美久を助けたくとも自分一人ではどうすることもできない。
己の非力さに丈也は身悶え続けた。

「アァァァァァァァァッ…!」
声を出し続ける。
出し続けていないと正気でいられないからだ。
今現在、美久がH市のどこで何をしているかを考えただけで例えようもない憤怒の感情が沸き上がってくる。

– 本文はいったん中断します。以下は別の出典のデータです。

//! Integration tests for the seed scenarios and boundary cases.

use pretty_assertions::assert_eq;
use ramdb::engine::{Engine, ExecOutcome};
use ramdb::error::EngineError;
use ramdb::parser::parse_statement;
use ramdb::types::Literal;

fn run(engine: &mut Engine, sql: &str) -> Result<ExecOutcome, EngineError> {
    engine.execute(parse_statement(sql).unwrap())
}

fn rows(outcome: ExecOutcome) -> Vec<Vec<Literal>> {
    match outcome {
        ExecOutcome::Rows { rows, .. } => rows,
        _ => panic!("expected a row set"),
    }
}

fn str_literal(s: &str, width: usize) -> Literal {
    let mut bytes = s.as_bytes().to_vec();
    bytes.resize(width, 0);
    Literal::Str(bytes)
}

#[test]
fn scenario_1_create_insert_and_scan_is_head_insert_ordered() {
    let mut engine = Engine::new();
    run(&mut engine, "BEGIN").unwrap();
    run(&mut engine, "CREATE TABLE db.t (a INT, b VARCHAR(8))").unwrap();
    run(&mut engine, "INSERT INTO db.t VALUES (1, 'hi')").unwrap();
    run(&mut engine, "INSERT INTO db.t VALUES (2, 'yo')").unwrap();

    let result = rows(run(&mut engine, "SELECT * FROM db.t").unwrap());
    assert_eq!(result.len(), 2);
    assert_eq!(result[0], vec![Literal::Int(2), str_literal("yo", 8)]);
    assert_eq!(result[1], vec![Literal::Int(1), str_literal("hi", 8)]);
}

#[test]
fn scenario_2_filter_equality() {
    let mut engine = Engine::new();
    run(&mut engine, "CREATE TABLE db.t (a INT, b VARCHAR(8))").unwrap();
    run(&mut engine, "INSERT INTO db.t VALUES (1, 'hi')").unwrap();
    run(&mut engine, "INSERT INTO db.t VALUES (2, 'yo')").unwrap();

    let result = rows(run(&mut engine, "SELECT b FROM db.t WHERE a = 1").unwrap());
    assert_eq!(result, vec![vec![str_literal("hi", 8)]]);
}

#[test]
fn scenario_3_update_with_rollback() {
    let mut engine = Engine::new();
    run(&mut engine, "CREATE TABLE db.t (a INT, b VARCHAR(8))").unwrap();
    run(&mut engine, "INSERT INTO db.t VALUES (1, 'hi')").unwrap();

    run(&mut engine, "BEGIN").unwrap();
    run(&mut engine, "UPDATE db.t SET b = 'zz' WHERE a = 1").unwrap();
    let after_update = rows(run(&mut engine, "SELECT b FROM db.t WHERE a = 1").unwrap());
    assert_eq!(after_update, vec![vec![str_literal("zz", 8)]]);

    run(&mut engine, "ROLLBACK").unwrap();
    let after_rollback = rows(run(&mut engine, "SELECT b FROM db.t WHERE a = 1").unwrap());
    assert_eq!(after_rollback, vec![vec![str_literal("hi", 8)]]);
}

#[test]
fn scenario_4_delete_with_commit_frees_the_slot_for_reuse() {
    let mut engine = Engine::new();
    run(&mut engine, "CREATE TABLE db.t (a INT, b VARCHAR(8))").unwrap();
    run(&mut engine, "INSERT INTO db.t VALUES (1, 'hi')").unwrap();
    run(&mut engine, "INSERT INTO db.t VALUES (2, 'yo')").unwrap();

    run(&mut engine, "BEGIN").unwrap();
    run(&mut engine, "DELETE FROM db.t WHERE a = 2").unwrap();
    run(&mut engine, "COMMIT").unwrap();

    let result = rows(run(&mut engine, "SELECT * FROM db.t").unwrap());
    assert_eq!(result, vec![vec![Literal::Int(1), str_literal("hi", 8)]]);

    let table = engine.catalog().get_table("db", "t").unwrap();
    assert_eq!(table.borrow().store().free_len(), 99);
    assert_eq!(table.borrow().store().data_len(), 1);
}

#[test]
fn scenario_5_drop_schema_with_rollback() {
    let mut engine = Engine::new();
    run(&mut engine, "CREATE TABLE db.a (x INT)").unwrap();
    run(&mut engine, "CREATE TABLE db.b (x INT)").unwrap();

    run(&mut engine, "BEGIN").unwrap();
    run(&mut engine, "DROP SCHEMA db").unwrap();
    match run(&mut engine, "SHOW TABLES").unwrap() {
        ExecOutcome::TableNames(names) => assert!(names.is_empty()),
        _ => panic!("expected table names"),
    }

    run(&mut engine, "ROLLBACK").unwrap();
    match run(&mut engine, "SHOW TABLES").unwrap() {
        ExecOutcome::TableNames(mut names) => {
            names.sort();
            assert_eq!(names, vec!["db.a".to_string(), "db.b".to_string()]);
        }
        _ => panic!("expected table names"),
    }
}

#[test]
fn scenario_6_if_not_exists_softens_duplicate_create() {
    let mut engine = Engine::new();
    run(&mut engine, "CREATE TABLE db.t (a INT)").unwrap();

    let softened = run(&mut engine, "CREATE TABLE IF NOT EXISTS db.t (a INT)");
    assert!(matches!(softened, Ok(ExecOutcome::Message(_))));

    let unsoftened = run(&mut engine, "CREATE TABLE db.t (a INT)");
    assert!(matches!(unsoftened, Err(EngineError::TableAlreadyExists(_))));
}

#[test]
fn boundary_empty_table_scan_emits_no_rows() {
    let mut engine = Engine::new();
    run(&mut engine, "CREATE TABLE db.t (a INT)").unwrap();
    let result = rows(run(&mut engine, "SELECT * FROM db.t").unwrap());
    assert!(result.is_empty());
}

#[test]
fn boundary_type_mismatched_where_literal_matches_nothing() {
    let mut engine = Engine::new();
    run(&mut engine, "CREATE TABLE db.t (a INT)").unwrap();
    run(&mut engine, "INSERT INTO db.t VALUES (1)").unwrap();
    let result = rows(run(&mut engine, "SELECT * FROM db.t WHERE a = 1.0").unwrap());
    assert!(result.is_empty());
}

#[test]
fn boundary_null_insert_sets_bit_and_leaves_payload_untouched() {
    let mut engine = Engine::new();
    run(&mut engine, "CREATE TABLE db.t (a INT)").unwrap();
    run(&mut engine, "INSERT INTO db.t VALUES (NULL)").unwrap();
    let result = rows(run(&mut engine, "SELECT * FROM db.t").unwrap());
    assert_eq!(result, vec![vec![Literal::Null]]);
}

#[test]
fn boundary_101st_insert_triggers_a_second_tuple_group() {
    let mut engine = Engine::new();
    run(&mut engine, "CREATE TABLE db.t (a INT)").unwrap();
    for i in 0..100 {
        run(&mut engine, &format!("INSERT INTO db.t VALUES ({i})")).unwrap();
    }
    let table = engine.catalog().get_table("db", "t").unwrap();
    assert_eq!(table.borrow().store().group_count(), 1);

    run(&mut engine, "INSERT INTO db.t VALUES (100)").unwrap();
    assert_eq!(table.borrow().store().group_count(), 2);
}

それは権力を利用して思いを遂げんとする村杉への侮蔑感、怒りだったり、それを許した久子への怒りだったり、そのような雰囲気を作り上げた島全体に対する怒りだった。

(俺は何しにここへ来たんだ……!?)
旅の初めから繰り返し自問してきた事柄が再び頭をもたげる。
(大好きだったこの島を嫌いになるために来たのかよ…!美久がボロボロになるのをわざわざ見に来たってか…!?)
考えを詰めていくうちに、
(結局俺は何もできなかった…!美久にも…!いや、美久ばかりじゃないや…賢にも久子おばさんにも、そしてあいつらにだって何も…できなかった…!)
自分に対する怒りが勝り出してきた。